*** Begin section ***

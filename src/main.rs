use std::path::PathBuf;
use std::sync::Arc;
use std::time::Duration;

use anyhow::Context;
use clap::Parser;
use tokio::io::BufReader;

use home_launcher::config::Config;
use home_launcher::logging::init_tracing;
use home_launcher::platform::StaticCatalog;
use home_launcher::ui::main_screen::{Collaborators, MainViewModel};
use home_launcher::ui::terminal::{self, Console};

const STDIN_SHUTDOWN_GRACE: Duration = Duration::from_millis(100);

#[derive(Parser, Debug)]
#[command(name = "home-launcher")]
#[command(version)]
#[command(about = "Home-screen launcher driven from the terminal")]
struct Cli {
    /// Config file (default: <config_dir>/home-launcher/config.toml)
    #[arg(long, value_name = "PATH")]
    config: Option<PathBuf>,

    /// Log file base path (overrides HOME_LAUNCHER_LOG)
    #[arg(long, value_name = "PATH")]
    log: Option<PathBuf>,
}

fn main() -> anyhow::Result<()> {
    let cli = Cli::parse();
    init_tracing(cli.log.as_deref());

    let runtime = tokio::runtime::Runtime::new().context("Failed to start async runtime")?;
    let outcome = runtime.block_on(run(cli));
    // A pending stdin read would otherwise hold shutdown until the next line.
    runtime.shutdown_timeout(STDIN_SHUTDOWN_GRACE);
    outcome
}

async fn run(cli: Cli) -> anyhow::Result<()> {
    let config_path = cli.config.unwrap_or_else(Config::config_path);
    let config = Config::load_from(&config_path)
        .with_context(|| format!("Failed to load config from {}", config_path.display()))?;
    tracing::info!(
        path = %config_path.display(),
        apps = config.apps.len(),
        "Configuration loaded"
    );

    let catalog = Arc::new(StaticCatalog::from_config(&config));
    let view_model = MainViewModel::new(Collaborators::from_single(catalog), config.launcher)
        .context("Failed to start main screen")?;

    let input = BufReader::new(tokio::io::stdin());
    terminal::run(view_model, input, Console::new(std::io::stdout())).await
}
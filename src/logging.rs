use std::path::Path;

use tracing_subscriber::EnvFilter;
use tracing_subscriber::{fmt, layer::SubscriberExt, util::SubscriberInitExt};

/// Env var naming the log file base path.
pub const LOG_ENV_VAR: &str = "HOME_LAUNCHER_LOG";

/// Initialize tracing with optional file output.
///
/// Logging is disabled by default so it never interleaves with the screen
/// rendered on stdout. Set `HOME_LAUNCHER_LOG` to a file path, or pass
/// `override_path`, to enable it. The filter comes from `RUST_LOG` and
/// defaults to `info`.
///
/// Log files are created with unique names to prevent conflicts when
/// multiple instances run simultaneously: `{path}.{timestamp}.{pid}`
pub fn init_tracing(override_path: Option<&Path>) {
    let log_path = match override_path {
        Some(path) => path.display().to_string(),
        None => match std::env::var(LOG_ENV_VAR) {
            Ok(path) if !path.is_empty() => path,
            _ => return,
        },
    };

    let unique_path = unique_log_path(&log_path);

    let filter = EnvFilter::try_from_default_env().unwrap_or_else(|_| EnvFilter::new("info"));

    let Ok(file) = std::fs::File::create(&unique_path) else {
        eprintln!("Warning: Failed to create log file: {}", unique_path);
        return;
    };

    let file_layer = fmt::layer()
        .with_writer(file)
        .with_ansi(false)
        .with_target(true)
        .with_level(true);

    // A second init (tests, embedding) keeps the first subscriber.
    let _ = tracing_subscriber::registry()
        .with(filter)
        .with(file_layer)
        .try_init();
}

fn unique_log_path(base: &str) -> String {
    let pid = std::process::id();
    let timestamp = std::time::SystemTime::now()
        .duration_since(std::time::UNIX_EPOCH)
        .map(|d| d.as_secs())
        .unwrap_or(0);
    format!("{}.{}.{}", base, timestamp, pid)
}
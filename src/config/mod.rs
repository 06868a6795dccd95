//! Launcher configuration: TOML file, defaults and validation.

mod loader;
mod types;

pub use loader::ConfigError;
pub use types::{AppEntry, Config, LauncherConfig, WallpaperConfig};
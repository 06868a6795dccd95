use thiserror::Error;

/// Errors surfaced by the state engine to its callers.
#[derive(Debug, Error, Clone, PartialEq, Eq)]
pub enum EngineError {
    /// The engine's background loops have stopped.
    #[error("State engine has shut down")]
    ShutDown,

    /// The view-model's loops were started twice.
    #[error("State engine already started")]
    AlreadyStarted,
}
//! Reactive state core of a home-screen launcher.
//!
//! [`ui::mvi`] holds the screen-agnostic engine (state stream, intent
//! routing, one-shot events, cancellable task queue). [`ui::main_screen`]
//! builds the launcher's main screen on top of it, talking to the outside
//! world only through the collaborator traits in [`platform`].

pub mod config;
pub mod logging;
pub mod platform;
pub mod shutdown;
pub mod ui;
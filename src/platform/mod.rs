//! Boundary with the platform services the launcher consumes.
//!
//! Everything the state core needs from the outside world goes through
//! the three collaborator traits below. Implementations are passed to
//! view-models explicitly; there is no global service lookup.

mod catalog;
mod error;
mod types;

pub use catalog::StaticCatalog;
pub use error::PlatformError;
pub use types::{
    AppInfo, Icon, LaunchDescriptor, PackageRecord, Wallpaper, ACTION_APPLICATION_DETAILS_SETTINGS,
    ACTION_MAIN, ACTION_SET_WALLPAPER, CATEGORY_LAUNCHER,
};

/// Lists installed packages.
pub trait AppEnumerator: Send + Sync {
    /// Every installed package, system ones included.
    fn installed_packages(&self) -> Result<Vec<PackageRecord>, PlatformError>;

    fn load_icon(&self, package: &PackageRecord) -> Result<Icon, PlatformError>;
}

/// Builds launch requests for packages.
pub trait ActivityLauncher: Send + Sync {
    /// Launch request for the package's entry point, `None` if it has none.
    fn launch_intent_for(&self, package: &str) -> Result<Option<LaunchDescriptor>, PlatformError>;

    /// Request opening the system details page of `package`.
    fn app_details_settings(&self, package: &str) -> Result<LaunchDescriptor, PlatformError>;
}

pub trait WallpaperSource: Send + Sync {
    fn current_wallpaper(&self) -> Result<Option<Wallpaper>, PlatformError>;
}
//! Single-slot "latest value" state holder.

use std::sync::Arc;

use tokio::sync::watch;

use super::error::EngineError;
use super::state::UiState;

/// Owner of the current UI state.
///
/// Backed by a watch channel: every subscriber sees the latest value,
/// slow subscribers coalesce to it. Clones share the same slot.
#[derive(Debug, Clone)]
pub struct StateStore<S> {
    sender: Arc<watch::Sender<S>>,
}

impl<S: UiState> StateStore<S> {
    pub fn new(initial: S) -> Self {
        let (sender, _) = watch::channel(initial);
        Self {
            sender: Arc::new(sender),
        }
    }

    pub fn current(&self) -> S {
        self.sender.borrow().clone()
    }

    /// Replace the current state wholesale.
    pub fn publish(&self, state: S) {
        self.sender.send_replace(state);
    }

    pub fn subscribe(&self) -> watch::Receiver<S> {
        self.sender.subscribe()
    }

    /// Whether the current state satisfies `predicate`.
    pub fn matches(&self, predicate: impl FnOnce(&S) -> bool) -> bool {
        predicate(&self.sender.borrow())
    }

    /// Suspends until the current state satisfies `predicate`, then returns it.
    pub async fn await_state(
        &self,
        mut predicate: impl FnMut(&S) -> bool,
    ) -> Result<S, EngineError> {
        let mut receiver = self.subscribe();
        let state = receiver
            .wait_for(|state| predicate(state))
            .await
            .map_err(|_| EngineError::ShutDown)?;
        Ok(state.clone())
    }
}
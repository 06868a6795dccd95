//! Reducer trait for MVI architecture.

use super::intent::Intent;
use super::state::UiState;

/// Reducer transforms state based on intents.
///
/// Reducers hold the transitions that need nothing but the current state
/// and the intent. View-model handlers call into them and publish the
/// result; anything touching a collaborator stays in the handler.
pub trait Reducer {
    /// The state type this reducer operates on.
    type State: UiState;

    /// The intent type this reducer handles.
    type Intent: Intent;

    /// Process an intent and return the new state.
    ///
    /// This should be a pure function with no side effects.
    fn reduce(state: Self::State, intent: &Self::Intent) -> Self::State;
}
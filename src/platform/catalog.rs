//! Config-backed implementation of the platform collaborators.

use crate::config::{AppEntry, Config, WallpaperConfig};

use super::error::PlatformError;
use super::types::{
    Icon, LaunchDescriptor, PackageRecord, Wallpaper, ACTION_APPLICATION_DETAILS_SETTINGS,
    ACTION_MAIN, CATEGORY_LAUNCHER,
};
use super::{ActivityLauncher, AppEnumerator, WallpaperSource};

/// Serves a fixed app list and wallpaper taken from configuration.
#[derive(Debug, Clone, Default)]
pub struct StaticCatalog {
    apps: Vec<AppEntry>,
    wallpaper: Option<WallpaperConfig>,
}

impl StaticCatalog {
    pub fn new(apps: Vec<AppEntry>, wallpaper: Option<WallpaperConfig>) -> Self {
        Self { apps, wallpaper }
    }

    pub fn from_config(config: &Config) -> Self {
        Self::new(config.apps.clone(), config.wallpaper.clone())
    }

    fn entry(&self, package: &str) -> Option<&AppEntry> {
        self.apps.iter().find(|app| app.package == package)
    }
}

impl AppEnumerator for StaticCatalog {
    fn installed_packages(&self) -> Result<Vec<PackageRecord>, PlatformError> {
        Ok(self
            .apps
            .iter()
            .map(|app| PackageRecord {
                package_name: app.package.clone(),
                label: app.label.clone(),
                system: app.system,
                metadata: app.metadata.clone(),
            })
            .collect())
    }

    fn load_icon(&self, package: &PackageRecord) -> Result<Icon, PlatformError> {
        self.entry(&package.package_name)
            .and_then(|app| app.icon.clone())
            .map(|source| Icon { source })
            .ok_or_else(|| PlatformError::IconUnavailable {
                package: package.package_name.clone(),
                reason: "no icon configured".to_string(),
            })
    }
}

impl ActivityLauncher for StaticCatalog {
    fn launch_intent_for(&self, package: &str) -> Result<Option<LaunchDescriptor>, PlatformError> {
        let app = self
            .entry(package)
            .ok_or_else(|| PlatformError::PackageNotFound {
                package: package.to_string(),
            })?;
        if !app.launchable {
            return Ok(None);
        }
        Ok(Some(
            LaunchDescriptor::new(ACTION_MAIN, &app.package).with_extra("category", CATEGORY_LAUNCHER),
        ))
    }

    fn app_details_settings(&self, package: &str) -> Result<LaunchDescriptor, PlatformError> {
        if package.trim().is_empty() {
            return Err(PlatformError::InvalidPackage {
                package: package.to_string(),
            });
        }
        Ok(LaunchDescriptor::new(ACTION_APPLICATION_DETAILS_SETTINGS, package)
            .with_data(format!("package:{package}")))
    }
}

impl WallpaperSource for StaticCatalog {
    fn current_wallpaper(&self) -> Result<Option<Wallpaper>, PlatformError> {
        let Some(config) = &self.wallpaper else {
            return Ok(None);
        };
        if !config.readable {
            return Err(PlatformError::PermissionDenied {
                permission: "READ_MEDIA_IMAGES".to_string(),
            });
        }
        Ok(Some(Wallpaper {
            source: config.source.clone(),
            width: config.width,
            height: config.height,
        }))
    }
}

#[cfg(test)]
mod tests {
    use super::*;
    use std::collections::BTreeMap;

    fn entry(package: &str, label: &str) -> AppEntry {
        AppEntry {
            package: package.to_string(),
            label: label.to_string(),
            system: false,
            launchable: true,
            icon: None,
            metadata: BTreeMap::new(),
        }
    }

    #[test]
    fn unknown_package_is_not_found() {
        let catalog = StaticCatalog::new(vec![entry("a.b", "AB")], None);
        assert_eq!(
            catalog.launch_intent_for("x.y"),
            Err(PlatformError::PackageNotFound {
                package: "x.y".to_string()
            })
        );
    }

    #[test]
    fn non_launchable_package_has_no_entry_point() {
        let mut app = entry("a.b", "AB");
        app.launchable = false;
        let catalog = StaticCatalog::new(vec![app], None);
        assert_eq!(catalog.launch_intent_for("a.b"), Ok(None));
    }

    #[test]
    fn launch_descriptor_targets_package() {
        let catalog = StaticCatalog::new(vec![entry("a.b", "AB")], None);
        let descriptor = catalog.launch_intent_for("a.b").unwrap().unwrap();
        assert_eq!(descriptor.action, ACTION_MAIN);
        assert_eq!(descriptor.target, "a.b");
    }

    #[test]
    fn missing_icon_is_an_error() {
        let catalog = StaticCatalog::new(vec![entry("a.b", "AB")], None);
        let record = catalog.installed_packages().unwrap().remove(0);
        assert!(matches!(
            catalog.load_icon(&record),
            Err(PlatformError::IconUnavailable { .. })
        ));
    }

    #[test]
    fn settings_descriptor_carries_package_uri() {
        let catalog = StaticCatalog::default();
        let descriptor = catalog.app_details_settings("org.homelauncher").unwrap();
        assert_eq!(descriptor.data.as_deref(), Some("package:org.homelauncher"));
        assert!(catalog.app_details_settings("  ").is_err());
    }

    #[test]
    fn unreadable_wallpaper_is_permission_error() {
        let catalog = StaticCatalog::new(
            Vec::new(),
            Some(WallpaperConfig {
                source: "/tmp/w.png".to_string(),
                width: 10,
                height: 20,
                readable: false,
            }),
        );
        assert!(matches!(
            catalog.current_wallpaper(),
            Err(PlatformError::PermissionDenied { .. })
        ));
        assert_eq!(StaticCatalog::default().current_wallpaper(), Ok(None));
    }
}
//! Cooperative shutdown signal shared by a view-model's background tasks.

use std::sync::atomic::{AtomicBool, Ordering};
use std::sync::Arc;

use tokio::sync::Notify;

/// Cloneable shutdown flag with async wait support.
///
/// The engine's dispatch loop, the task runner and recurring effects all
/// hold a clone and stop once [`signal`](Self::signal) has been called.
#[derive(Clone, Debug, Default)]
pub struct ShutdownHandle {
    shutdown: Arc<AtomicBool>,
    notify: Arc<Notify>,
}

impl ShutdownHandle {
    pub fn new() -> Self {
        Self::default()
    }

    pub fn is_shutting_down(&self) -> bool {
        self.shutdown.load(Ordering::SeqCst)
    }

    /// Signal shutdown. Returns false if it was already signaled.
    pub fn signal(&self) -> bool {
        if self.shutdown.swap(true, Ordering::SeqCst) {
            return false;
        }
        tracing::debug!("Shutdown signaled");
        self.notify.notify_waiters();
        true
    }

    pub async fn wait(&self) {
        // Register with Notify before reading the flag, otherwise a signal
        // landing between the two is lost.
        let notified = self.notify.notified();
        tokio::pin!(notified);
        notified.as_mut().enable();
        if self.is_shutting_down() {
            return;
        }
        notified.await;
    }
}

#[cfg(test)]
mod tests {
    use super::*;
    use std::time::Duration;

    #[tokio::test]
    async fn wait_returns_after_signal() {
        let handle = ShutdownHandle::new();
        let waiter = {
            let handle = handle.clone();
            tokio::spawn(async move { handle.wait().await })
        };

        assert!(handle.signal());
        tokio::time::timeout(Duration::from_millis(200), waiter)
            .await
            .expect("waiter should wake")
            .unwrap();
    }

    #[tokio::test]
    async fn wait_after_signal_is_immediate() {
        let handle = ShutdownHandle::new();
        handle.signal();
        tokio::time::timeout(Duration::from_millis(50), handle.wait())
            .await
            .expect("already signaled");
    }

    #[test]
    fn second_signal_reports_false() {
        let handle = ShutdownHandle::new();
        assert!(handle.signal());
        assert!(!handle.signal());
        assert!(handle.is_shutting_down());
    }
}
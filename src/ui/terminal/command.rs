//! Line commands typed at the launcher prompt.

use thiserror::Error;

use crate::ui::main_screen::{MainIntent, PageType};

pub const HELP: &str = "\
commands:
  init | resume | refresh | cancel
  click <package> | hold <package>
  settings | wallpaper
  page <home|info|more|all> | back
  search [query]
  swipe <left|right|up|down>
  show | help | quit";

#[derive(Debug, Clone, PartialEq, Eq)]
pub enum Command {
    /// Forward to the view-model.
    Intent(MainIntent),
    /// Cancel the in-flight app refresh.
    Cancel,
    /// Re-render the current state.
    Show,
    Help,
    Quit,
}

#[derive(Debug, Error, PartialEq, Eq)]
pub enum CommandError {
    #[error("unknown command '{0}'")]
    Unknown(String),

    #[error("'{command}' needs {expected}")]
    MissingArgument {
        command: &'static str,
        expected: &'static str,
    },

    #[error("'{value}' is not one of {expected}")]
    InvalidArgument {
        value: String,
        expected: &'static str,
    },
}

/// Parse one input line. Blank lines yield `Ok(None)`.
pub fn parse_command(line: &str) -> Result<Option<Command>, CommandError> {
    let line = line.trim();
    if line.is_empty() {
        return Ok(None);
    }
    let (word, rest) = match line.split_once(char::is_whitespace) {
        Some((word, rest)) => (word, rest.trim()),
        None => (line, ""),
    };

    let command = match word.to_ascii_lowercase().as_str() {
        "init" => Command::Intent(MainIntent::Init),
        "resume" => Command::Intent(MainIntent::Resume),
        "refresh" => Command::Intent(MainIntent::RefreshApps),
        "cancel" => Command::Cancel,
        "click" => Command::Intent(MainIntent::AppClick {
            package_name: required(rest, "click", "a package name")?,
        }),
        "hold" => Command::Intent(MainIntent::AppLongClick {
            package_name: required(rest, "hold", "a package name")?,
        }),
        "settings" => Command::Intent(MainIntent::OpenSettings),
        "wallpaper" => Command::Intent(MainIntent::ChangeWallpaper),
        "page" => {
            let page = parse_page(&required(rest, "page", PAGE_NAMES)?)?;
            Command::Intent(MainIntent::NavigateToPage(page))
        }
        "back" => Command::Intent(MainIntent::GoBack),
        // The raw remainder is the query; an empty one clears the search.
        "search" => Command::Intent(MainIntent::SearchQueryChange(rest.to_string())),
        "swipe" => Command::Intent(parse_swipe(&required(rest, "swipe", SWIPE_NAMES)?)?),
        "show" => Command::Show,
        "help" | "?" => Command::Help,
        "quit" | "exit" => Command::Quit,
        _ => return Err(CommandError::Unknown(word.to_string())),
    };
    Ok(Some(command))
}

const PAGE_NAMES: &str = "home, info, more, all";
const SWIPE_NAMES: &str = "left, right, up, down";

fn required(
    rest: &str,
    command: &'static str,
    expected: &'static str,
) -> Result<String, CommandError> {
    if rest.is_empty() {
        return Err(CommandError::MissingArgument { command, expected });
    }
    Ok(rest.to_string())
}

fn parse_page(value: &str) -> Result<PageType, CommandError> {
    match value.to_ascii_lowercase().as_str() {
        "home" => Ok(PageType::Home),
        "info" => Ok(PageType::Info),
        "more" => Ok(PageType::More),
        "all" | "apps" | "allapps" => Ok(PageType::AllApps),
        _ => Err(CommandError::InvalidArgument {
            value: value.to_string(),
            expected: PAGE_NAMES,
        }),
    }
}

fn parse_swipe(value: &str) -> Result<MainIntent, CommandError> {
    match value.to_ascii_lowercase().as_str() {
        "left" => Ok(MainIntent::SwipeLeft),
        "right" => Ok(MainIntent::SwipeRight),
        "up" => Ok(MainIntent::SwipeUp),
        "down" => Ok(MainIntent::SwipeDown),
        _ => Err(CommandError::InvalidArgument {
            value: value.to_string(),
            expected: SWIPE_NAMES,
        }),
    }
}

*** End section ***

Copy out, from the data above, each line where the string "commands" is present.

//! Line commands typed at the launcher prompt.
commands:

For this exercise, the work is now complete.